Giù la maschera si proponeva di affrontare temi complessi con un approccio non ideologico. Quali sono stati i momenti di cui va più fiero nella conduzione del programma?
“Sono stati due anni bellissimi, di vera collaborazione con una squadra straordinaria. È stato faticoso ma entusiasmante. Abbiamo trattato temi come l’Ucraina, Israele, il Covid, le elezioni presidenziali USA e questioni sociali, spesso anticipando altre testate. Su temi come Gaza, Russia e Ucraina, abbiamo sempre mantenuto equilibrio e oggettività, con un tono pacato. Sono fiero di aver narrato i fatti cercando di comprenderli con obiettività, un compito difficilissimo. Molti ospiti ci confidavano: “Finalmente posso esprimere opinioni senza essere aggredito”.

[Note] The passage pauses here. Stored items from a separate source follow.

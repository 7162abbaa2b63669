//! Contact CSV handling
//!
//! Import and export of contact lists in the flat CSV layout the dashboard
//! uses for backups and bulk loading.
//!
//! - **Export**: fixed header, every field quoted, one row per contact
//! - **Import**: header-driven parsing into create requests, with a short
//!   preview before anything is sent to the backend
//!
//! # Example
//!
//! ```rust,ignore
//! use lead_csv::{export_contacts, CsvParser};
//!
//! let bytes = export_contacts(&contacts)?;
//! let batch = CsvParser::new().parse_contacts(&bytes)?;
//! ```

pub mod csv_parser;
pub mod error;
pub mod export;
pub mod preview;
pub mod template;

pub use csv_parser::{CsvParser, ImportBatch, SkippedRow, IMPORT_COLUMNS};
pub use error::CsvError;
pub use export::{export_contacts, export_file_name, write_contacts, EXPORT_HEADERS};
pub use preview::{ImportPreview, PREVIEW_LINES};
pub use template::{SAMPLE_TEMPLATE, SAMPLE_TEMPLATE_FILE_NAME};
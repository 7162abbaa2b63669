pub mod confirm;
pub mod download;
pub mod format;
pub mod keywords;
pub mod notify;
pub mod selection;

Lei ha spesso parlato di un servizio pubblico che deve essere “autenticamente plurale”. Come valuta l’attuale stato del pluralismo in Rai, alla luce della cancellazione del suo programma?
“La cancellazione non è un bel segnale. Spetta ai vertici dell’azienda valutare, ma era prevedibile che questa decisione sarebbe stata un boomerang. Informalmente avevo fatto presente il rischio, ma non è stato sufficiente. Evidentemente, hanno ritenuto di dover rispondere ad altre priorità.
Quali sono i suoi progetti futuri per continuare la sua “battaglia per un giornalismo davvero indipendente”?
“Non rimarrò in silenzio. Continuerò a stimolare un giornalismo di qualità e ho alcune idee che presto metterò in pratica”.